I know they are different focal lengths and have different purposes but for the purpose of portraits, which would you recommend?


----------



## SheehanPhotos

nickzou said:
			
		

> I know they are different focal lengths and have different purposes but for the purpose of portraits, which would you recommend?



I would say go for the 85mm 1.4 for portrait photography. When I was shopping around for that lens which is said to be the must have for any photographer ESP portraits. I actually found out that is you are using a crop sensor camera rather than a full frame and use the 50mm 1.4 made for a full frame brings the mm near 85 at about half of the cost. I bought a sigma 50mm 1.4 DG (full frame lens) for my Nikon D3100 (crop sensor camera) which equals to about an 80mm zoom rather than a 85 for about half of the cost. Not to mention this lens is rated to be one of the best bokeh producing lenses out there. Also I truly believe the 105mm will be too zoomed it for portraits as it is the 50Dg is a tight fit.   I hope this helps!   Visit my website to see photos I took with this lens @. www.SheehanPhotos.com


----------



## Derrel

The 85mm f/1.4. Virtually any 105mm f/2.8 Nikkor lens is going to be a macro lens, which is really not optimal for portraiture. If you have a DX Nikon, the 85mm lens will be handier to use in more locations than will a longer prime lens.


----------



## KmH

There are many different kinds of portraits, and portraits can have a varying number of people in them, consequently you need a selection of lenses to do portraiture.

If I was considering the 105 mm focal length for portraiture I would be looking at the Nikon 105mm f/2.0D AF DC-Nikkor Lens for Nikon Digital SLR Cameras , not one of the 105 mm f/2.8 micros.

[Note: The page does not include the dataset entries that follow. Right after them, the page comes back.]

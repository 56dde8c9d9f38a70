//! `image` and `deny-image` command handlers.

use wsdb_scraper::BadHashRegistry;

use crate::runtime::Runtime;

pub(crate) async fn run_resolve(runtime: &Runtime, url: &str, base: Option<&str>) -> anyhow::Result<()> {
    let cache = runtime.image_cache().await?;
    let entry = cache.resolve(url, base).await?;
    println!("{}", serde_json::to_string_pretty(&entry)?);
    Ok(())
}

/// Deny-lists `hash` for this and every later process: the hash is appended
/// to the deny-list file and any cached copy is deleted.
pub(crate) async fn run_deny(runtime: &Runtime, hash: &str) -> anyhow::Result<()> {
    let hash = hash.trim().to_ascii_lowercase();
    let cache = runtime.image_cache().await?;
    let already_listed = cache.registry().contains(&hash);
    let removed = cache.deny(&hash).await?;
    if !already_listed {
        BadHashRegistry::append_to_file(&runtime.bad_hash_path(), &hash).await?;
    }
    let note = if removed { " (cached file removed)" } else { "" };
    println!("deny-listed {hash}{note}");
    Ok(())
}
#[tokio::test]
async fn weak_record_is_healed_and_good_records_are_not_fetched() {
    let store = Arc::new(MemoryListingStore::new());
    seed(&store, "dhgate", 1, None);
    seed(&store, "dhgate", 2, Some(detail_for("dhgate", 2, &rich(5))));

    let adapter = Arc::new(ScriptedAdapter::new("dhgate"));
    adapter.push(&url(1), Ok(rich(6)));

    let report = scheduler(&store, &adapter).sweep(Some("dhgate")).await.unwrap();

    assert_eq!(report.platforms.get("dhgate"), Some(&counts(2, 1, 0)));
    assert_eq!(report.healed, 1);
    assert_eq!(adapter.called_urls(), vec![url(1)]);

    let healed = store.get(1).await.unwrap().unwrap();
    let detail = healed.detail.expect("healed listing should have a record");
    assert_eq!(detail.attribute_count(), 6);
    assert_eq!(detail.tier_count(), 2);
    assert!(healed.detail_updated_at.unwrap() > Utc.with_ymd_and_hms(2025, 1, 2, 3, 4, 5).unwrap());
}

#[tokio::test]
async fn heal_does_not_overwrite_a_record_written_during_the_fetch() {
    let store = Arc::new(MemoryListingStore::new());
    seed(&store, "dhgate", 1, None);

    let adapter = Arc::new(ScriptedAdapter::new("dhgate"));
    adapter.push(&url(1), Ok(rich(1)));
    let writer = Arc::clone(&store);
    adapter.on_next_fetch(move || {
        seed(&writer, "dhgate", 1, Some(detail_for("dhgate", 1, &rich(6))));
    });

    let report = scheduler(&store, &adapter).sweep(None).await.unwrap();

    assert_eq!(report.platforms.get("dhgate"), Some(&counts(1, 1, 0)));
    assert_eq!(report.healed, 1);
    let detail = store.get(1).await.unwrap().unwrap().detail.unwrap();
    assert_eq!(detail.attribute_count(), 6);
}

#[tokio::test]
async fn heal_fetches_use_headless_without_forcing() {
    let store = Arc::new(MemoryListingStore::new());
    seed(&store, "dhgate", 1, None);
    let adapter = Arc::new(ScriptedAdapter::new("dhgate"));

    scheduler(&store, &adapter).sweep(None).await.unwrap();

    let calls = adapter.calls.lock().unwrap();
    assert_eq!(calls.len(), 1);
    assert_eq!(calls[0].1.headless, Some(true));
    assert!(!calls[0].1.force);
}

#[tokio::test]
async fn one_failing_listing_does_not_abort_the_sweep() {
    let store = Arc::new(MemoryListingStore::new());
    for n in 1..=3 {
        seed(&store, "dhgate", n, None);
    }
    let adapter = Arc::new(ScriptedAdapter::new("dhgate"));
    adapter.push(&url(1), Ok(rich(5)));
    adapter.push(&url(2), Err(FailureKind::Transient));
    adapter.push(&url(3), Ok(rich(2)));

    let report = scheduler(&store, &adapter).sweep(None).await.unwrap();

    assert_eq!(report.healed, 2);
    assert_eq!(report.failed, 1);
    assert_eq!(report.platforms.get("dhgate"), Some(&counts(3, 3, 1)));
    assert!(store.get(2).await.unwrap().unwrap().detail.is_none());
}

The 85 mm f/1.4 comes in 2 flavors: an AF 85 mm f/1.4D version and an AF-S 85 mm f/1.4G version. Which one are you referring to?


----------



## nickzou

Well I was thinking I bought the D7000 for a reason so yeah the D version. But I was specifically limiting myself to Nikon either. I've been told that they have a nice Vivitar manual focus version without all the bells and whistles but the optics were still quite good or the Sigma which I've also heard good things about.


----------



## 2WheelPhoto

I buy Nikon. 

For a budget lens this one has been getting great reviews: Rokinon 85mm f/1.4 Aspherical Lens for Nikon With 85MAF-N B&H


----------



## ghache

I got the 85mm 1.4 af-d over the G. After renting the G for gigs a few times earlier, and the af-D version to compare, i couldnt see enough diferrence between the 2 to justify the 600$ difference for the G version. I dont know about the sigma HSM DG but you could also look at that one since the price tag is arounf the 1.4 AF-D

If you want a lens that will make you giggle like a teenager just get the 105 F2 DC or even the 135 and you will wet your pants every time you pull that trigger.


----------



## nickzou

2WheelPhoto said:


> I buy Nikon.
> 
> For a budget lens this one has been getting great reviews: Rokinon 85mm f/1.4 Aspherical Lens for Nikon With 85MAF-N B&H



I know the Rokinon and the Vivitar are actually the same lens.


----------



## thierry

I would go with the Rokinon 85mm 1.4 I have seen some good photos come out of it using the d7000...  Rokinon 85mm f1.4


----------



## Sw1tchFX

Personally, I'm thinking of getting the sigma 85mm. It's got a similar color wide open to a Zeiss, which could be interesting when I'm shooting gigs with my F100's.


----------



## soxOZ

nickzou said:


> 2WheelPhoto said:
> 
> 
> 
> I buy Nikon.
> For a budget lens this one has been getting great reviews: Rokinon 85mm f/1.4 Aspherical Lens for Nikon With 85MAF-N B&H
> 
> 
> 
> 
> I know the Rokinon and the Vivitar are actually the same lens.
Click to expand...


Actually *Samyang* make these 85 f/1.4 lenses and are sold under several different names (Rokinon, Vivtar, Bower, Bell & Howell etc), plus they come in 2 different configurations.
Be sure to get one with the CPU chipset that will meter on DX & FX cameras and not the one without the CPU, as it will not meter on any camera below a D300, plus you have to adjust the aperture on the lens, so can only be used in Manual Mode.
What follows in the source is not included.